The dominant subject, on his part, is haunted by his structural ‘others’, because they are necessary to his self-representation, albeit by negation. They are the complement to that subject, who constructs himself as much through what he excludes, as through what he includes in his sense of himself, his agency and his entitlements. The devalued ‘others’ constitute therefore the specular counterparts of the subject: different from him, they are valued less than him. Difference in this respect is indexed negatively on that standard definition of the human subject: normality is the zero-degree of difference.
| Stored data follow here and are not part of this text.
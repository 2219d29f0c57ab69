//! Tool-kind dispatch: the total mapping from a generation
//! request to the provider call shape that serves it

use log::{debug, error, info};
use tokio_util::sync::CancellationToken;

use crate::ToolKind;
use crate::error::Error;
use crate::media::MediaStore;
use crate::poll::PollSchedule;
use crate::providers::gemini;
use crate::providers::{GenerationBackend, MediaPayload};
use crate::request::{
  GenerationOptions, GenerationRequest, GenerationResult
};

/// System instruction for the creative text tools
pub const CREATIVE_SYSTEM_INSTRUCTION: &str
  = "You are an expert creative assistant for content \
     production.";

/// System instruction for the video script helper
pub const SCRIPT_WRITER_SYSTEM_INSTRUCTION: &str
  = "You are a professional video script writer.";

/// Aspect ratio used when the caller picks none
const DEFAULT_ASPECT_RATIO: &str = "1:1";

/// Select the image model for an engine choice
pub fn image_model_for(
  engine: Option<&str>
) -> &'static str
{   match engine
    {   Some("Banana") => gemini::IMAGE_MODEL_FLASH
      , _ => gemini::IMAGE_MODEL_PRO
    }
}

/// Select the video model for an engine choice
pub fn video_model_for(
  engine: Option<&str>
) -> &'static str
{   match engine
    {   Some("Veo 3") => gemini::VIDEO_MODEL_FULL
      , _ => gemini::VIDEO_MODEL_FAST
    }
}

/// Routes each generation request to exactly one backend call
/// and normalizes the response into a GenerationResult.
/// Holds no state between dispatches.
pub struct Router<B: GenerationBackend>
{   backend: B
  , media: MediaStore
  , schedule: PollSchedule
}

/// Build the Gemini-backed router from configuration
pub fn gemini_router(
  config: &crate::config::RouterConfig
) -> Result<Router<gemini::GeminiBackend>, Error>
{   let backend = gemini::GeminiBackend::from_config(config)?;
    let media = match &config.media_dir
    {   Some(dir) => MediaStore::new(dir.clone())
      , None => MediaStore::default_dir()
    };
    Ok(Router::new(
      backend,
      media,
      PollSchedule::from_config(&config.poll)
    ))
}

impl<B: GenerationBackend> Router<B>
{   /// Build a router around a backend
    pub fn new(
      backend: B
    , media: MediaStore
    , schedule: PollSchedule
    ) -> Self
    {   Router
        {   backend
          , media
          , schedule
        }
    }

    /// Dispatch a slug-keyed request
    /// Unknown slugs produce the unsupported-tool result
    /// without touching the backend
    pub async fn dispatch(
      &self
    , tool_kind: &str
    , prompt: &str
    , options: &GenerationOptions
    ) -> Result<GenerationResult, Error>
    {   self.dispatch_slug(tool_kind, prompt, options, None)
          .await
    }

    /// Dispatch with a cancellation token; only the video
    /// polling wait observes it
    pub async fn dispatch_with_cancel(
      &self
    , tool_kind: &str
    , prompt: &str
    , options: &GenerationOptions
    , cancel: &CancellationToken
    ) -> Result<GenerationResult, Error>
    {   self.dispatch_slug(
          tool_kind,
          prompt,
          options,
          Some(cancel)
        ).await
    }

    async fn dispatch_slug(
      &self
    , tool_kind: &str
    , prompt: &str
    , options: &GenerationOptions
    , cancel: Option<&CancellationToken>
    ) -> Result<GenerationResult, Error>
    {   match ToolKind::from_slug(tool_kind)
        {   Some(kind) => {
              let request = GenerationRequest
              {   tool_kind: kind
                , prompt: prompt.to_string()
                , options: options.clone()
              };
              self.dispatch_request(&request, cancel).await
            }
          , None => {
              info!("Unknown tool kind: {}", tool_kind);
              Ok(GenerationResult::unsupported())
            }
        }
    }

    /// Dispatch a typed request
    pub async fn dispatch_request(
      &self
    , request: &GenerationRequest
    , cancel: Option<&CancellationToken>
    ) -> Result<GenerationResult, Error>
    {   if request.prompt.trim().is_empty()
        {   error!("Blank prompt rejected");
            return Err(Error::InvalidRequest(
              "Prompt must not be empty".to_string()
            ));
        }

        debug!(
          "Dispatching {} request",
          request.tool_kind.slug()
        );

        match request.tool_kind
        {   ToolKind::ScriptGen
          | ToolKind::UgcTool
          | ToolKind::AutoContent
          | ToolKind::ImgToPrompt => {
              let text = self.backend
                .complete_text(
                  gemini::TEXT_MODEL,
                  CREATIVE_SYSTEM_INSTRUCTION,
                  &request.prompt
                )
                .await?;
              Ok(GenerationResult::text(text))
            }
          , ToolKind::TextToImg => {
              self.run_image(request).await
            }
          , ToolKind::TextToVideo => {
              self.run_video(request, cancel).await
            }
          , ToolKind::TextToSpeech => {
              self.run_speech(request).await
            }
          , ToolKind::ImgToImg
          | ToolKind::VideoToImg => {
              info!(
                "Tool {} has no provider call",
                request.tool_kind.slug()
              );
              Ok(GenerationResult::unsupported())
            }
        }
    }

    async fn run_image(
      &self
    , request: &GenerationRequest
    ) -> Result<GenerationResult, Error>
    {   let model = image_model_for(
          request.options.engine.as_deref()
        );
        let ratio = request.options.aspect_ratio.as_deref()
          .unwrap_or(DEFAULT_ASPECT_RATIO);
        let count = request.options.image_count.unwrap_or(1);
        debug!(
          "Image synthesis with {} ({} requested)",
          model, count
        );

        let payloads = self.backend
          .synthesize_image(
            model,
            &request.prompt,
            ratio,
            count
          )
          .await?;

        let mut urls = vec![];
        for payload in &payloads
        {   urls.push(self.media.persist(payload).await?);
        }
        let first = urls.into_iter().next()
          .ok_or_else(|| Error::ParseError(
            "Response contained no image data".to_string()
          ))?;

        Ok(GenerationResult::media(
          first,
          format!(
            "Generated {} image(s) with {}",
            payloads.len(),
            model
          )
        ))
    }

    async fn run_video(
      &self
    , request: &GenerationRequest
    , cancel: Option<&CancellationToken>
    ) -> Result<GenerationResult, Error>
    {   let model = video_model_for(
          request.options.engine.as_deref()
        );
        debug!("Video synthesis with {}", model);

        let job = self.backend
          .start_video_job(
            model,
            &request.prompt,
            request.options.aspect_ratio.as_deref()
          )
          .await?;

        let uri = crate::poll::await_video(
          &self.backend,
          &job,
          &self.schedule,
          cancel
        ).await?;

        Ok(GenerationResult::media(
          uri,
          format!("Video rendered with engine {}", model)
        ))
    }

    async fn run_speech(
      &self
    , request: &GenerationRequest
    ) -> Result<GenerationResult, Error>
    {   debug!(
          "Speech synthesis with {}",
          gemini::TTS_MODEL
        );

        let payload = self.backend
          .synthesize_speech(
            gemini::TTS_MODEL,
            gemini::TTS_VOICE,
            &request.prompt
          )
          .await?;

        // Gemini TTS emits headerless PCM
        let payload
          = if crate::media::is_raw_pcm(&payload.mime_type)
        {   MediaPayload
            {   mime_type: "audio/wav".to_string()
              , data: crate::media::pcm_to_wav(
                  &payload.data,
                  crate::media::TTS_SAMPLE_RATE,
                  1
                )
            }
        } else
        {   payload
        };

        let url = self.media.persist(&payload).await?;
        Ok(GenerationResult::media(
          url,
          "Audio generated."
        ))
    }

    /// Generate a video script for a topic and tone
    pub async fn generate_video_script(
      &self
    , topic: &str
    , tone: &str
    ) -> Result<String, Error>
    {   if topic.trim().is_empty()
        {   error!("Blank topic rejected");
            return Err(Error::InvalidRequest(
              "Topic must not be empty".to_string()
            ));
        }

        debug!("Generating video script about: {}", topic);
        let prompt = format!(
          "Write a video script about \"{}\". \
           The tone should be {}.",
          topic, tone
        );

        self.backend
          .complete_text(
            gemini::TEXT_MODEL,
            SCRIPT_WRITER_SYSTEM_INSTRUCTION,
            &prompt
          )
          .await
    }
}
Given the structural importance of these ‘others’ as props that confirm the ‘same’ in his dominant subject-position, their sheer existence is a source of perennial anxiety because it illuminates the complex and dissymetrical power-relations at work in the constitution of the dominant subject-position. Because this system of difference-as-pejoration fulfils a structural and constitutive function in subject formation processes, it also occupies a strategic position, as it has the power to challenge the very foundations of the self-other relationship.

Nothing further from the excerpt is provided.